October 16, 1982 - Meet mum's "headache" - the tiny airlines stowaway who took his parents and 500 other Brunei Muslim pilgrims by surprise.
He was not on the passenger list until he came into the world last Sunday on board an aircraft 35,000 feet (114,835 metres) over the Arabian Gulf.
His delighted mother, Hajah Sharifah Rahida bte Syed Mohdzai, 32, was returning from the Haj in Mecca when the infant started to arrive unexpectedly aboard the chartered Malaysian Airlines System (MAS) jumbo jet.
"I felt the pain and an airhostess asked me if I had a headache. She was shocked when I told her I was about to have a baby and there was a bit of panic," Hajah Sharifah said.
The mother was hurriedly moved from her cabin seat to the upper compartment of the plane where the baby, her fifth, was born without any complications.
"It was the easiest of all my births," she said.
She and her husband, Haji Mohammed Zain bin Haji Ismail, 32, were on the last Haj flight to return to Brunei.
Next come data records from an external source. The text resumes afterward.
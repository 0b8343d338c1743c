//! Domain layer - Core entities, contracts and the error taxonomy

pub mod auth;
pub mod error;
pub mod user;

pub use auth::{AuthenticatedIdentity, IssuedToken, TokenClaims, TokenIssuer, TokenVerifier};
pub use error::{DomainError, Outcome};
pub use user::{NewUser, RepositoryError, User, UserId, UserProfile, UserRepository};
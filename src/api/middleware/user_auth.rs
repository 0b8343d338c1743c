//! Bearer token authentication for protected routes

use axum::{
    extract::FromRequestParts,
    http::{header, request::Parts, HeaderMap},
};
use tracing::debug;

use crate::api::state::AppState;
use crate::api::types::ApiError;
use crate::domain::AuthenticatedIdentity;

const AUTHENTICATION_REQUIRED: &str =
    "Authentication required. Provide a token via 'Authorization: Bearer <token>' header";

/// Extractor that requires a valid, unexpired bearer token.
///
/// Yields the token subject; the user record is resolved by the handler.
#[derive(Debug, Clone)]
pub struct RequireIdentity(pub AuthenticatedIdentity);

impl FromRequestParts<AppState> for RequireIdentity {
    type Rejection = ApiError;

    async fn from_request_parts(
        parts: &mut Parts,
        state: &AppState,
    ) -> Result<Self, Self::Rejection> {
        let token = extract_bearer_token(&parts.headers)?;

        debug!("Validating bearer token");

        let claims = state.token_verifier.verify(token)?;

        Ok(RequireIdentity(AuthenticatedIdentity::new(claims.sub)))
    }
}

/// Extract the bearer token from the Authorization header
pub fn extract_bearer_token(headers: &HeaderMap) -> Result<&str, ApiError> {
    let value = headers
        .get(header::AUTHORIZATION)
        .ok_or_else(|| ApiError::unauthorized(AUTHENTICATION_REQUIRED))?;

    let value = value
        .to_str()
        .map_err(|_| ApiError::unauthorized("Invalid Authorization header encoding"))?;

    let (scheme, token) = value
        .split_once(' ')
        .ok_or_else(|| ApiError::unauthorized(AUTHENTICATION_REQUIRED))?;

    let token = token.trim();

    if !scheme.eq_ignore_ascii_case("bearer") || token.is_empty() {
        return Err(ApiError::unauthorized(AUTHENTICATION_REQUIRED));
    }

    Ok(token)
}
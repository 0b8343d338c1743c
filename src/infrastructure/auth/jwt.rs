//! JWT token issuance and verification with JWKS support

use base64::{engine::general_purpose::URL_SAFE_NO_PAD, Engine};
use jsonwebtoken::{decode, encode, Algorithm, DecodingKey, EncodingKey, Header, Validation};
use rsa::pkcs1::{EncodeRsaPrivateKey, EncodeRsaPublicKey};
use rsa::{BigUint, RsaPrivateKey};
use serde::Deserialize;
use std::fmt::Debug;
use std::time::Duration;

use crate::domain::{DomainError, IssuedToken, TokenClaims, TokenIssuer, TokenVerifier};

const INVALID_TOKEN: &str = "Invalid or expired token";

/// Configuration for the shared-secret JWT service
#[derive(Clone)]
pub struct JwtConfig {
    /// Secret key for signing tokens
    pub secret: String,
}

impl JwtConfig {
    pub fn new(secret: impl Into<String>) -> Self {
        Self {
            secret: secret.into(),
        }
    }
}

impl Debug for JwtConfig {
    fn fmt(&self, f: &mut std::fmt::Formatter<'_>) -> std::fmt::Result {
        f.debug_struct("JwtConfig")
            .field("secret", &"[hidden]")
            .finish()
    }
}

fn sign(
    header: &Header,
    subject: &str,
    duration: Duration,
    key: &EncodingKey,
) -> Result<IssuedToken, DomainError> {
    let claims = TokenClaims::new(subject, duration)?;

    let token = encode(header, &claims, key)
        .map_err(|e| DomainError::internal(format!("Failed to sign token: {}", e)))?;

    Ok(IssuedToken { token, claims })
}

fn check(token: &str, key: &DecodingKey, algorithm: Algorithm) -> Result<TokenClaims, DomainError> {
    let mut validation = Validation::new(algorithm);
    validation.validate_exp = true;
    validation.leeway = 0;

    let token_data = decode::<TokenClaims>(token, key, &validation).map_err(|e| {
        tracing::debug!(error = %e, "Rejected bearer token");
        DomainError::unauthorized(INVALID_TOKEN)
    })?;

    // jsonwebtoken still accepts exp == now
    if token_data.claims.is_expired() {
        return Err(DomainError::unauthorized(INVALID_TOKEN));
    }

    Ok(token_data.claims)
}

/// HS256 token service using a shared secret
#[derive(Clone)]
pub struct JwtService {
    encoding_key: EncodingKey,
    decoding_key: DecodingKey,
}

impl Debug for JwtService {
    fn fmt(&self, f: &mut std::fmt::Formatter<'_>) -> std::fmt::Result {
        f.debug_struct("JwtService")
            .field("algorithm", &Algorithm::HS256)
            .field("encoding_key", &"[hidden]")
            .field("decoding_key", &"[hidden]")
            .finish()
    }
}

impl JwtService {
    /// Create a new JWT service with the given configuration
    pub fn new(config: JwtConfig) -> Self {
        let encoding_key = EncodingKey::from_secret(config.secret.as_bytes());
        let decoding_key = DecodingKey::from_secret(config.secret.as_bytes());

        Self {
            encoding_key,
            decoding_key,
        }
    }
}

impl TokenIssuer for JwtService {
    fn issue(&self, subject: &str, duration: Duration) -> Result<IssuedToken, DomainError> {
        sign(&Header::new(Algorithm::HS256), subject, duration, &self.encoding_key)
    }
}

impl TokenVerifier for JwtService {
    fn verify(&self, token: &str) -> Result<TokenClaims, DomainError> {
        check(token, &self.decoding_key, Algorithm::HS256)
    }
}

/// JWK key structure for manual parsing (includes private key components)
#[derive(Debug, Clone, Deserialize)]
struct JwkKey {
    /// Key type (RSA, oct)
    kty: String,
    kid: Option<String>,
    alg: Option<String>,
    /// RSA modulus (base64url)
    n: Option<String>,
    /// RSA public exponent (base64url)
    e: Option<String>,
    /// RSA private exponent (base64url)
    d: Option<String>,
    /// RSA prime factors (base64url)
    p: Option<String>,
    q: Option<String>,
    /// Symmetric key value (base64url) for oct keys
    k: Option<String>,
}

#[derive(Debug, Clone, Deserialize)]
struct Jwks {
    keys: Vec<JwkKey>,
}

/// JWKS-based token service supporting RSA and symmetric keys
#[derive(Clone)]
pub struct JwksJwtService {
    encoding_key: EncodingKey,
    decoding_key: DecodingKey,
    algorithm: Algorithm,
    key_id: String,
}
//! API middleware components

pub mod logging;
pub mod metrics;
pub mod security;
pub mod user_auth;

pub use logging::logging_middleware;
pub use metrics::metrics_middleware;
pub use security::security_headers_middleware;
pub use user_auth::{extract_bearer_token, RequireIdentity};
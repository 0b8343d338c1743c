//! Migrate command - applies pending PostgreSQL migrations

use clap::Args;
use tracing::info;

use crate::config::AppConfig;
use crate::infrastructure::observability::{init_tracing, shutdown_tracing};
use crate::infrastructure::storage::{
    connect_pool, pending_migrations, run_migrations, PostgresMigrator,
};

#[derive(Args, Debug, Clone, Default)]
pub struct MigrateArgs {
    /// Report the applied version and pending migrations without applying them
    #[arg(long)]
    pub status: bool,
}

pub async fn run(args: MigrateArgs) -> anyhow::Result<()> {
    dotenvy::dotenv().ok();

    let config = AppConfig::load()?;
    init_tracing(&config.logging, &config.observability.tracing);

    let result = migrate(&config, &args).await;
    shutdown_tracing();

    result
}

async fn migrate(config: &AppConfig, args: &MigrateArgs) -> anyhow::Result<()> {
    let pool = connect_pool(&config.database).await?;

    if args.status {
        let current = PostgresMigrator::new(pool.clone()).current_version().await?;
        let pending = pending_migrations(current);

        info!(current_version = ?current, pending = pending.len(), "Migration status");
        for migration in &pending {
            info!(
                version = migration.version,
                description = %migration.description,
                "Pending migration"
            );
        }
    } else {
        let applied = run_migrations(&pool).await?;
        info!(applied, "Migrations complete");
    }

    pool.close().await;

    Ok(())
}
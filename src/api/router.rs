use axum::{middleware, routing::get, Router};
use tower_http::trace::TraceLayer;

use super::auth;
use super::health;
use super::middleware::{logging_middleware, metrics_middleware, security_headers_middleware};
use super::state::AppState;
use crate::infrastructure::observability::{create_metrics_router, PrometheusMetrics};

/// Create the full router with application state
pub fn create_router(state: AppState) -> Router {
    Router::new()
        // Health endpoints
        .route("/health", get(health::health_check))
        .route("/ready", get(health::ready_check))
        .route("/live", get(health::live_check))
        // Authentication endpoints
        .nest("/api/v1/auth", auth::create_auth_router())
        .with_state(state)
        .layer(middleware::from_fn(security_headers_middleware))
        .layer(middleware::from_fn(logging_middleware))
        .layer(middleware::from_fn(metrics_middleware))
        .layer(TraceLayer::new_for_http())
}

/// Add the Prometheus scrape endpoint when metrics are enabled
pub fn with_metrics(router: Router, metrics: Option<PrometheusMetrics>, path: &str) -> Router {
    match metrics {
        Some(m) => router.merge(create_metrics_router(m, path)),
        None => router,
    }
}
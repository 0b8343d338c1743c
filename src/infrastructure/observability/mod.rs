//! Observability infrastructure - Tracing and Metrics

mod config;
mod metrics;
mod tracing_setup;

pub use config::{MetricsConfig, ObservabilityConfig, TracingConfig};
pub use metrics::{
    create_metrics_router, init_metrics, record_auth_outcome, record_http_request,
    PrometheusMetrics,
};
pub use tracing_setup::{init_tracing, shutdown_tracing};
The baby made his surprise entrance two hours after the plane took off from Jeddah at the end of the 45-day pilgrimage.
When the plane landed at Kuala Lumpur, a few hours later, airline officials wanted to take Hajah Sharifah and her baby to hospital but she insisted on going on to Brunei.
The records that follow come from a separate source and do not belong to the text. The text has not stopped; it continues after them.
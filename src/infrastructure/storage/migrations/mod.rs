//! Database migrations infrastructure

use sqlx::postgres::PgPool;

use crate::domain::DomainError;

/// A versioned schema change
#[derive(Debug, Clone)]
pub struct Migration {
    pub version: i64,
    pub description: String,
    /// SQL to apply; may contain several statements
    pub up: String,
}

impl Migration {
    pub fn new(version: i64, description: impl Into<String>, up: impl Into<String>) -> Self {
        Self {
            version,
            description: description.into(),
            up: up.into(),
        }
    }
}

/// Applies migrations and records them in `_migrations`
#[derive(Debug, Clone)]
pub struct PostgresMigrator {
    pool: PgPool,
}

impl PostgresMigrator {
    pub fn new(pool: PgPool) -> Self {
        Self { pool }
    }

    async fn ensure_migrations_table(&self) -> Result<(), DomainError> {
        sqlx::query(
            r#"
            CREATE TABLE IF NOT EXISTS _migrations (
                version BIGINT PRIMARY KEY,
                description TEXT NOT NULL,
                installed_on TIMESTAMPTZ NOT NULL DEFAULT NOW()
            )
            "#,
        )
        .execute(&self.pool)
        .await
        .map_err(|e| DomainError::storage(format!("Failed to create migrations table: {}", e)))?;

        Ok(())
    }

    /// Apply one migration unless it is already recorded.
    ///
    /// The schema change and its record commit together. Returns whether the
    /// migration ran.
    pub async fn run_migration(&self, migration: &Migration) -> Result<bool, DomainError> {
        self.ensure_migrations_table().await?;

        let mut tx = self
            .pool
            .begin()
            .await
            .map_err(|e| DomainError::storage(format!("Failed to open transaction: {}", e)))?;

        let applied: bool =
            sqlx::query_scalar("SELECT EXISTS(SELECT 1 FROM _migrations WHERE version = $1)")
                .bind(migration.version)
                .fetch_one(&mut *tx)
                .await
                .map_err(|e| {
                    DomainError::storage(format!("Failed to check migration status: {}", e))
                })?;

        if applied {
            return Ok(false);
        }

        sqlx::raw_sql(&migration.up)
            .execute(&mut *tx)
            .await
            .map_err(|e| {
                DomainError::storage(format!(
                    "Failed to run migration {}: {}",
                    migration.version, e
                ))
            })?;

        sqlx::query("INSERT INTO _migrations (version, description) VALUES ($1, $2)")
            .bind(migration.version)
            .bind(&migration.description)
            .execute(&mut *tx)
            .await
            .map_err(|e| {
                DomainError::storage(format!(
                    "Failed to record migration {}: {}",
                    migration.version, e
                ))
            })?;

        tx.commit().await.map_err(|e| {
            DomainError::storage(format!(
                "Failed to commit migration {}: {}",
                migration.version, e
            ))
        })?;

        Ok(true)
    }

    /// Returns the latest applied migration version
    pub async fn current_version(&self) -> Result<Option<i64>, DomainError> {
        self.ensure_migrations_table().await?;

        sqlx::query_scalar("SELECT MAX(version) FROM _migrations")
            .fetch_one(&self.pool)
            .await
            .map_err(|e| DomainError::storage(format!("Failed to get migration version: {}", e)))
    }
}

/// Schema for the user store
pub fn user_migrations() -> Vec<Migration> {
    vec![Migration::new(
        1,
        "Create users table",
        r#"
        CREATE TABLE IF NOT EXISTS users (
            id BIGSERIAL PRIMARY KEY,
            email VARCHAR(255) NOT NULL,
            password_hash TEXT NOT NULL,
            first_name VARCHAR(255) NOT NULL,
            last_name VARCHAR(255) NOT NULL,
            created_at TIMESTAMPTZ NOT NULL DEFAULT NOW(),
            CONSTRAINT users_email_key UNIQUE (email)
        );
        "#,
    )]
}

/// Migrations newer than `current`, in version order
pub fn pending_migrations(current: Option<i64>) -> Vec<Migration> {
    user_migrations()
        .into_iter()
        .filter(|m| current.is_none_or(|v| m.version > v))
        .collect()
}

/// Runs all pending user-store migrations, returning how many were applied
pub async fn run_migrations(pool: &PgPool) -> Result<usize, DomainError> {
    let migrator = PostgresMigrator::new(pool.clone());
    let mut applied = 0;

    for migration in user_migrations() {
        if migrator.run_migration(&migration).await? {
            tracing::info!(
                version = migration.version,
                description = %migration.description,
                "Applied migration"
            );
            applied += 1;
        }
    }

    Ok(applied)
}

#[cfg(test)]
mod tests {
    use super::*;

    #[test]
    fn test_migration_creation() {
        let migration = Migration::new(1, "Test migration", "CREATE TABLE test");

        assert_eq!(migration.version, 1);
        assert_eq!(migration.description, "Test migration");
        assert_eq!(migration.up, "CREATE TABLE test");
    }

    #[test]
    fn test_user_migrations_order() {
        let migrations = user_migrations();

        assert!(!migrations.is_empty());

        for pair in migrations.windows(2) {
            assert!(pair[1].version > pair[0].version);
        }
    }

    #[test]
    fn test_users_table_enforces_unique_email() {
        let migrations = user_migrations();
        let users = &migrations[0];

        assert!(users.up.contains("CREATE TABLE IF NOT EXISTS users"));
        assert!(users.up.contains("BIGSERIAL PRIMARY KEY"));
        assert!(users.up.contains("users_email_key UNIQUE (email)"));
        assert!(users.up.contains("created_at TIMESTAMPTZ NOT NULL DEFAULT NOW()"));
    }

    #[test]
    fn test_pending_migrations() {
        let all = user_migrations();
        let latest = all.last().map(|m| m.version);

        assert_eq!(pending_migrations(None).len(), all.len());
        assert!(pending_migrations(latest).is_empty());
        assert_eq!(pending_migrations(Some(0)).len(), all.len());
    }
}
"I felt absolutely fine," she said.
After the birth, MAS crew banded together and decided to name their new passenger Wan Mohammed Fauzi Shah - and it looks like a name that will stick.
"I like the name and I think we will keep it for our son," the mother said.
The pilot of the aircraft joined other members of the crew in congratulating the proud mum and a wave of excitement swept through the cabin as news of the birth spread.
An ambulance met the aircraft when it touched down at Brunei International Airport and mother and baby were taken to the Bandar Seri Begawan General Hospital where they were "doing just fine" at midweek and preparing to go home to Metropole Park, Jalan Subok, in the capital.
The mother said she was at first advised not to make the trip by her doctor who eventually relented.
The unusual aerial birth has left Hajah Sharifaha little puzzled about where and how the happy event should be registered.
But a spokesperson for the Registrar of Births in Bandar Seri Begawan said, as the parents are Brunei citizens, there should be no problems registering here and the child would be a Brunei citizen.
A MAS spokesman in Kuala Lumpur said: "This is the first time that anything like this has happened on one of our flights as far as I know."
It is also thought to be Brunei's first Haj flight birth.